Text Messaging for Super Spies


Are you a spy, engaged in nefarious business dealings, or an extreme fan of privacy? Maybe you just really liked Mission Impossible or Inspector Gadget? If so, you will probably get a kick out of self-destructing text messages. That’s right, messages where you get to add your own little “time-bomb” that deletes the possibly offending or incriminating text off both your own phone, and that of the receiving party. Never get caught sexting by your significant other again.* Don’t leave a trail of incriminating evidence behind!* Etc. Etc. Etc… You get it, I’m sure.

Read on for more details, opinions, and the meaning of the little *’s.

ba-Bomb image by LKaestner

I understand the need for privacy in personal and business communications. I don’t have a problem with that and I support it wholeheartedly. It just seems to me that the marketing around TigerText and TigerText Pro, the mobile app that gives you the power of the self-destructing message, skirts the sleazy. Oh, they never out and out say “hide your potentially incriminating communications” or “never get caught.” They are very careful about that, in fact, focusing more on privacy protection and the fact that they are a free text and picture messaging service. However, something about the overall tone of their message tickles my increasingly cynical ear — especially when they bandy about quotes from some of their reviewers, like the New York Post, that state “TigerText eliminates the possibility of damaging evidence being left behind.” Maybe it’s just me, but broadcasting that statement as a part of your marketing seems to target a specific audience need.

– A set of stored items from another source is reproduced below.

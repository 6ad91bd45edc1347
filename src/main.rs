//! Conform CLI - rule-compliance engine for multi-language coding conventions

use anyhow::{bail, Context, Result};
use clap::{Parser, ValueEnum};
use colored::Colorize;
use conform::adapter::AdapterRegistry;
use conform::cache::FindingCache;
use conform::config::{ColorMode, Config, OutputFormat};
use conform::output::formatter_for;
use conform::registry::{PolicySet, RuleRegistry};
use conform::rule::load_rule_sets;
use conform::session::{EvaluationSession, SourceFile};
use conform::watch::watch_and_run;
use conform::Severity;
use glob::glob;
use std::path::{Path, PathBuf};
use std::sync::Arc;

#[derive(Parser)]
#[command(
    name = "conform",
    version,
    about = "Rule-compliance engine for coding conventions",
    long_about = "Checks Java and Python sources against scoped, declarative convention rule sets."
)]
struct Cli {
    /// Files, directories or glob patterns to check
    files: Vec<String>,

    /// Rule-set files or directories, in load order
    #[arg(short, long)]
    rules: Vec<PathBuf>,

    /// Rule-set names, lowest precedence first (comma-separated)
    #[arg(long, value_delimiter = ',')]
    precedence: Option<Vec<String>>,

    /// Configuration file path
    #[arg(short, long)]
    config: Option<PathBuf>,

    /// Output format
    #[arg(short, long, value_enum)]
    format: Option<Format>,

    /// Treat every file as this language instead of using its extension
    #[arg(long)]
    language: Option<String>,

    /// Enable verbose output
    #[arg(short, long)]
    verbose: bool,

    /// Disable colored output
    #[arg(long)]
    no_color: bool,

    /// Number of parallel jobs (0 = auto)
    #[arg(short, long)]
    jobs: Option<usize>,

    /// Disable specific rules (comma-separated)
    #[arg(long, value_delimiter = ',')]
    disable: Option<Vec<String>>,

    /// Enable the finding cache
    #[arg(long, conflicts_with = "no_cache")]
    cache: bool,

    /// Disable the finding cache
    #[arg(long)]
    no_cache: bool,

    /// Show statistics
    #[arg(long)]
    stats: bool,

    /// List the effective rules per language and exit
    #[arg(long)]
    list_rules: bool,

    /// Watch files and re-evaluate on changes
    #[arg(long, short = 'w')]
    watch: bool,
}

#[derive(Clone, Copy, ValueEnum)]
enum Format {
    Text,
    Json,
}

fn main() {
    env_logger::Builder::from_env(env_logger::Env::default().default_filter_or("warn")).init();

    let cli = Cli::parse();

    match run(cli) {
        Ok(code) => std::process::exit(code),
        Err(e) => {
            eprintln!("{}: {:#}", "error".red().bold(), e);
            std::process::exit(2);
        }
    }
}

fn run(cli: Cli) -> Result<i32> {
    let mut config = match &cli.config {
        Some(path) => Config::load(path)
            .with_context(|| format!("Failed to load config {}", path.display()))?,
        None => Config::load_default().context("Failed to load config")?,
    };

    let format = cli.format.map(|f| match f {
        Format::Text => OutputFormat::Text,
        Format::Json => OutputFormat::Json,
    });
    let cache = if cli.cache {
        Some(true)
    } else if cli.no_cache {
        Some(false)
    } else {
        None
    };
    config.merge_cli(format, Some(cli.verbose), cli.jobs, cache, cli.disable.clone());
    if cli.stats {
        config.output.statistics = true;
    }
    if cli.no_color {
        config.output.color = ColorMode::Never;
    }
    match config.output.color {
        ColorMode::Never => colored::control::set_override(false),
        ColorMode::Always => colored::control::set_override(true),
        ColorMode::Auto => {}
    }

    let adapters = AdapterRegistry::with_builtin();
    let policies = build_policies(&cli, &config, &adapters)?;

    if cli.list_rules {
        print_rules(&policies);
        return Ok(0);
    }

    if cli.files.is_empty() {
        bail!("No files specified (try '--help')");
    }
    let paths = collect_files(&cli.files, &config, cli.watch)?;
    if paths.is_empty() {
        bail!("No files found to check");
    }
    if config.output.verbose {
        eprintln!("Checking {} file(s) against policy {}", paths.len(), policies.version);
    }

    let files = read_files(&paths, cli.language.as_deref());

    let cache_file = config.cache_file();
    let cache = cache_file
        .as_ref()
        .map(|path| Arc::new(FindingCache::load_or_new(path, config.engine.cache_capacity)));

    let mut session =
        EvaluationSession::new(adapters.clone(), policies).with_options(config.session_options());
    if let Some(cache) = &cache {
        session = session.with_cache(Arc::clone(cache));
    }

    let colored = config.output.color != ColorMode::Never;
    let formatter = formatter_for(config.output.format, colored, config.output.statistics);

    if cli.watch {
        let roots = watch_roots(&cli.files);
        watch_and_run(&mut session, files, &roots, &adapters.extensions(), |report| {
            print!("{}", formatter.format(report));
        })
        .context("File watcher failed")?;
        return Ok(0);
    }

    let report = session.evaluate(files);
    print!("{}", formatter.format(&report));

    if let (Some(cache), Some(path)) = (&cache, &cache_file) {
        if let Err(e) = cache.save(path) {
            log::warn!("Could not save cache: {}", e);
        }
    }

    Ok(report.exit_code())
}

/// Load rule sets and build the policy set
fn build_policies(cli: &Cli, config: &Config, adapters: &AdapterRegistry) -> Result<PolicySet> {
    let mut sources = cli.rules.clone();
    for set in &config.rules.sets {
        if !sources.contains(set) {
            sources.push(set.clone());
        }
    }
    if sources.is_empty() {
        bail!("No rule sets given (use --rules or 'rules.sets' in the config file)");
    }

    let rule_sets = load_rule_sets(&sources)?;

    let explicit = cli.precedence.clone().or_else(|| {
        (!config.rules.precedence.is_empty()).then(|| config.rules.precedence.clone())
    });
    let precedence = RuleRegistry::precedence_for(explicit, &rule_sets);

    let mut registry = RuleRegistry::new(precedence).with_overrides(config.rule_overrides());
    let policies = registry.build(&rule_sets, &adapters.capabilities())?;

    for rejection in policies.rejections() {
        log::warn!("{}", rejection);
    }
    Ok(policies)
}

/// Expand patterns and directories into a sorted, de-duplicated file list
fn collect_files(patterns: &[String], config: &Config, absolute: bool) -> Result<Vec<PathBuf>> {
    let filter = config.files.filter()?;
    let mut files = Vec::new();

    for pattern in patterns {
        let path = Path::new(pattern);
        if path.is_dir() {
            let nested = path.join("**").join("*");
            let nested = nested.to_string_lossy();
            for entry in glob(&nested)
                .with_context(|| format!("Invalid directory '{}'", pattern))?
                .flatten()
            {
                if entry.is_file() && filter.accepts(&entry) {
                    files.push(entry);
                }
            }
        } else {
            let mut matched = false;
            for entry in glob(pattern)
                .with_context(|| format!("Invalid pattern '{}'", pattern))?
                .flatten()
            {
                if entry.is_file() {
                    matched = true;
                    files.push(entry);
                }
            }
            if !matched {
                log::warn!("No files match '{}'", pattern);
            }
        }
    }

    // Watch events carry absolute paths
    if absolute {
        files = files
            .into_iter()
            .map(|f| f.canonicalize().unwrap_or(f))
            .collect();
    }
    files.sort();
    files.dedup();
    Ok(files)
}

fn read_files(paths: &[PathBuf], language: Option<&str>) -> Vec<SourceFile> {
    let mut files = Vec::with_capacity(paths.len());
    for path in paths {
        match SourceFile::read(path) {
            Ok(file) => files.push(match language {
                Some(tag) => file.with_language(tag),
                None => file,
            }),
            Err(e) => eprintln!(
                "{}: could not read {}: {}",
                "warning".yellow(),
                path.display(),
                e
            ),
        }
    }
    files
}

/// Existing paths named on the command line, for the watcher
fn watch_roots(patterns: &[String]) -> Vec<PathBuf> {
    let mut roots: Vec<PathBuf> = patterns
        .iter()
        .map(PathBuf::from)
        .filter(|p| p.exists())
        .map(|p| p.canonicalize().unwrap_or(p))
        .collect();
    if roots.is_empty() {
        if let Ok(cwd) = std::env::current_dir() {
            roots.push(cwd);
        }
    }
    roots
}

fn print_rules(policies: &PolicySet) {
    println!("{} {}", "Policy".bold(), policies.version);
    for language in policies.languages() {
        let Some(policy) = policies.for_language(language) else {
            continue;
        };
        println!();
        println!("  {} ({} rules):", language.cyan(), policy.rules.len());
        for rule in &policy.rules {
            let severity = match rule.severity {
                Severity::Error => "error".red(),
                Severity::Warning => "warning".yellow(),
                Severity::Info => "info".blue(),
            };
            println!(
                "    {} [{}] ({}) from {}",
                rule.id.cyan(),
                severity,
                rule.category,
                rule.origin
            );
            if !rule.rationale.is_empty() {
                println!("      {}", rule.rationale);
            }
        }
        for rejection in &policy.rejected {
            println!("    {} {}", "rejected".yellow(), rejection);
        }
    }
}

I suppose, fundamentally, that I have some sort of righteous moral issue with the fact that the need exists in the first place. Somewhere, deep in my airy-fairy soul, there is a little voice whispering, “why can’t we all just be honest and nice, and stuff.” I recognize that the little voice is sadly naive and am actually much more practical in my view of human nature, but the tiny little fellow is persistent and closely related to the last resident (and black sheep) of Pandora’s Box. It also believes in the possibility of unicorns, dragons, and other romantic notions, so take from that what you will.

In any case, TigerText is a good service for getting around texting and picture messaging costs on your smartphone. It works over WiFi, and so can work in poor service areas, and is a fast, easy to use app available for all major smartphone platforms. You can only communicate with other TigerText users, however, so in many ways it is more like an instant messaging service that allows you to add a timed-delete function to your messages.

TigerText is free for personal use, and TigerText pro — the enterprise version — has some nifty features like email notifications and the like. It also has branches that are specific to those needing HIPAA (healthcare and insurance) and SOX (Sarbanes-Oxley Act – national securities investment protections) compliance in their communications. If you want to try it out, go to your smartphone’s app store, or head to this link for personal, and this one for enterprise.

* Notes

A word to the wise: as TigerText themselves point out, this is by no means a bulletproof method of not getting caught. Send sensitive information to others at your own risk — anyone can take a picture of a smartphone screen, either with another camera or the press of a button or two. How much you really trust the person you are sending the message to had best be at the forefront of your mind.

Oh, and also: 40Tech by no means condones cheating on your spouse, conducting nefarious dealings, yadda yadda.

What do you think of TigerText? What would you use it for?

Bobby Travis

Bobby isn't 40-something, but is a strong supporter of the Grown-up Geek kind. He's a loving husband and father first, but is also a freelance writer, productivity nut, operatically trained singer, and (not-so) closet geek. Check out his random thoughts, wackiness, and Instagram pics on Tumblr, Twitter, or Google+-- or just head over to bobby-travis.com.


  1. It’s sad that we have arrived at a place where one who wishes to use modern technology to ensure a private message is suspected of such nefarious deeds. I felt I had to come over and mention that if it be my will that such a thing will serve my purpose, then I wish it to be available. This plague of interventionism has dragged us down to dishonour. For example: Libya’s manmade river is an accomplishment on par with the Colossus at Rhodes. It makes me vomit in disgust that we aim to take it from him. We have become not the New Rome, but the same old scum who overran it the first time.

    • You misunderstand, Kevin. I won’t speak to your other comments regarding the world’s political climate — that conversation really doesn’t belong here, in this context — but the issue for me is not that people who would use the tech are likely nefarious in nature, but more that it seems the product is, in many ways, marketed toward people that -do- want to make sure they don’t leave crumbs about that might incriminate or otherwise be used against them. Just the simple fact that there is a market for it is a little sad. Not surprising, just sad.

  2. Kevin, I think you should have used TigerText to have sent that message. Now the super spies know who you are.

    Back to TigerText. I’m checking out. Nothing more than a cool tool for my family and friends.